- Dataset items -
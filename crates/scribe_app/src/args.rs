//! Command-line argument parsing.

use std::path::PathBuf;

use anyhow::{anyhow, bail, Result};

pub const USAGE: &str = "\
Usage: scribe <FILE> [OPTIONS]

Transcribe an audio or video file.

Options:
  -l, --language CODE   Spoken language (ISO code, or 'auto')
  -c, --config PATH     Config file (default: scribe.toml, created if missing)
      --store           Persist the transcript in the configured store
      --json            Print the full report as JSON
  -h, --help            Show this help
  -V, --version         Show version";

/// Default config path, relative to the working directory.
pub fn default_config_path() -> PathBuf {
    PathBuf::from("scribe.toml")
}

/// Parsed invocation.
#[derive(Debug, Clone, PartialEq, Eq)]
pub enum Command {
    Transcribe(Options),
    Help,
    Version,
}

#[derive(Debug, Clone, PartialEq, Eq)]
pub struct Options {
    pub input: PathBuf,
    pub language: Option<String>,
    pub config: PathBuf,
    pub store: bool,
    pub json: bool,
}

impl Command {
    pub fn parse<I>(args: I) -> Result<Self>
    where
        I: IntoIterator<Item = String>,
    {
        let mut args = args.into_iter();
        let mut input: Option<PathBuf> = None;
        let mut language = None;
        let mut config = None;
        let mut store = false;
        let mut json = false;

        while let Some(arg) = args.next() {
            match arg.as_str() {
                "-h" | "--help" => return Ok(Self::Help),
                "-V" | "--version" => return Ok(Self::Version),
                "-l" | "--language" => {
                    language = Some(value_for(&arg, args.next())?);
                }
                "-c" | "--config" => {
                    config = Some(PathBuf::from(value_for(&arg, args.next())?));
                }
                "--store" => store = true,
                "--json" => json = true,
                flag if flag.starts_with('-') && flag.len() > 1 => {
                    bail!("unknown option '{}'", flag);
                }
                _ => {
                    if let Some(existing) = &input {
                        bail!(
                            "unexpected argument '{}' (input already set to '{}')",
                            arg,
                            existing.display()
                        );
                    }
                    input = Some(PathBuf::from(arg));
                }
            }
        }

        let input = input.ok_or_else(|| anyhow!("missing input file"))?;
        Ok(Self::Transcribe(Options {
            input,
            language,
            config: config.unwrap_or_else(default_config_path),
            store,
            json,
        }))
    }
}

fn value_for(flag: &str, value: Option<String>) -> Result<String> {
    match value {
        Some(v) if !v.starts_with('-') => Ok(v),
        _ => bail!("option '{}' requires a value", flag),
    }
}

- PROBLEM DESCRIPTION -
Go through the entries and return each line where the word "input" appears.

- SOLVED EXERCISE -
    pub input: PathBuf,
        let mut input: Option<PathBuf> = None;
                    if let Some(existing) = &input {
                            "unexpected argument '{}' (input already set to '{}')",
                    input = Some(PathBuf::from(arg));
        let input = input.ok_or_else(|| anyhow!("missing input file"))?;
            input,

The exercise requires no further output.